In deze zaak heeft de kantonrechter van de Rechtbank Noord-Holland op 23 februari 2022 uitspraak gedaan in een geschil tussen een passagier en de luchtvaartmaatschappij easyJet. De passagier had een vordering ingesteld wegens vertraging van haar vlucht van Amsterdam naar Liverpool op 1 september 2019. De vlucht had meer dan drie uur vertraging opgelopen, wat volgens de passagier recht gaf op compensatie op basis van de Europese Verordening (EG) nr. 261/2004. De vervoerder, easyJet, betwistte de vordering en voerde aan dat de vertraging het gevolg was van buitengewone omstandigheden, namelijk een systeemstoring bij de Franse luchtverkeersleiding die leidde tot ATC-restricties voor de voorafgaande vluchten.
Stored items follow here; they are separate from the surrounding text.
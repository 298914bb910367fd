use crate::error::AppError;

/// Parse a count with an optional unit suffix: `k` (1e3), `M` (1e6) or
/// `G` (1e9). Suffixes are decimal, matching the historical capture tools.
///
/// e.g. "5" -> 5, "2k" -> 2000, "3M" -> 3000000
pub fn parse_size(s: &str) -> Result<u64, AppError> {
    let s = s.trim();
    if s.is_empty() {
        return Err(AppError::InvalidArgument("empty size".into()));
    }

    let (digits, multiplier) = match s.chars().last() {
        Some(c) if c.is_ascii_digit() => (s, 1u64),
        Some('k') | Some('K') => (&s[..s.len() - 1], 1_000),
        Some('M') => (&s[..s.len() - 1], 1_000_000),
        Some('G') => (&s[..s.len() - 1], 1_000_000_000),
        _ => {
            return Err(AppError::InvalidArgument(format!(
                "unknown size suffix in '{s}'"
            )))
        }
    };

    let value: u64 = digits
        .parse()
        .map_err(|_| AppError::InvalidArgument(format!("invalid size '{s}'")))?;
    if value == 0 {
        return Err(AppError::InvalidArgument(format!(
            "size must be non-zero: '{s}'"
        )));
    }

    value
        .checked_mul(multiplier)
        .ok_or_else(|| AppError::InvalidArgument(format!("size overflows: '{s}'")))
}

/// Parse a USB product id given in hex, with or without a `0x` prefix.
pub fn parse_pid(s: &str) -> Result<u16, AppError> {
    let digits = s.trim().trim_start_matches("0x");
    u16::from_str_radix(digits, 16)
        .map_err(|_| AppError::InvalidArgument(format!("invalid product id '{s}'")))
}

#[cfg(test)]
mod tests {
    use super::*;

    #[test]
    fn plain_numbers() {
        assert_eq!(parse_size("5").unwrap(), 5);
        assert_eq!(parse_size("16368000").unwrap(), 16_368_000);
    }

    #[test]
    fn suffixes() {
        assert_eq!(parse_size("2k").unwrap(), 2_000);
        assert_eq!(parse_size("2K").unwrap(), 2_000);
        assert_eq!(parse_size("3M").unwrap(), 3_000_000);
        assert_eq!(parse_size("1G").unwrap(), 1_000_000_000);
    }

    #[test]
    fn rejects_garbage() {
        assert!(parse_size("").is_err());
        assert!(parse_size("x").is_err());
        assert!(parse_size("5T").is_err());
        assert!(parse_size("k").is_err());
        assert!(parse_size("0").is_err());
        assert!(parse_size("0k").is_err());
    }

    #[test]
    fn pid_parses_hex_with_or_without_prefix() {
        assert_eq!(parse_pid("0x8398").unwrap(), 0x8398);
        assert_eq!(parse_pid("8398").unwrap(), 0x8398);
        assert!(parse_pid("zz").is_err());
        assert!(parse_pid("0x18398").is_err());
    }
}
De kantonrechter heeft vastgesteld dat de passagier met meer dan drie uur vertraging op haar eindbestemming is aangekomen, wat in beginsel recht geeft op compensatie. Echter, de rechter oordeelde dat de vervoerder niet verantwoordelijk kon worden gehouden voor de vertraging, aangezien deze het gevolg was van buitengewone omstandigheden die niet konden worden voorkomen. De kantonrechter concludeerde dat de vervoerder alle redelijke maatregelen had getroffen om de vertraging te beperken en wees de vordering van de passagier af. De proceskosten werden toegewezen aan de passagier, die ongelijk kreeg in de procedure.
De uitspraak benadrukt de toepassing van de Europese regelgeving inzake luchtreizigersrechten en de voorwaarden waaronder luchtvaartmaatschappijen kunnen worden vrijgesteld van compensatieverplichtingen. De beslissing van de kantonrechter is uitvoerbaar bij voorraad, wat betekent dat de proceskosten onmiddellijk moeten worden betaald, ongeacht een eventuele hoger beroep.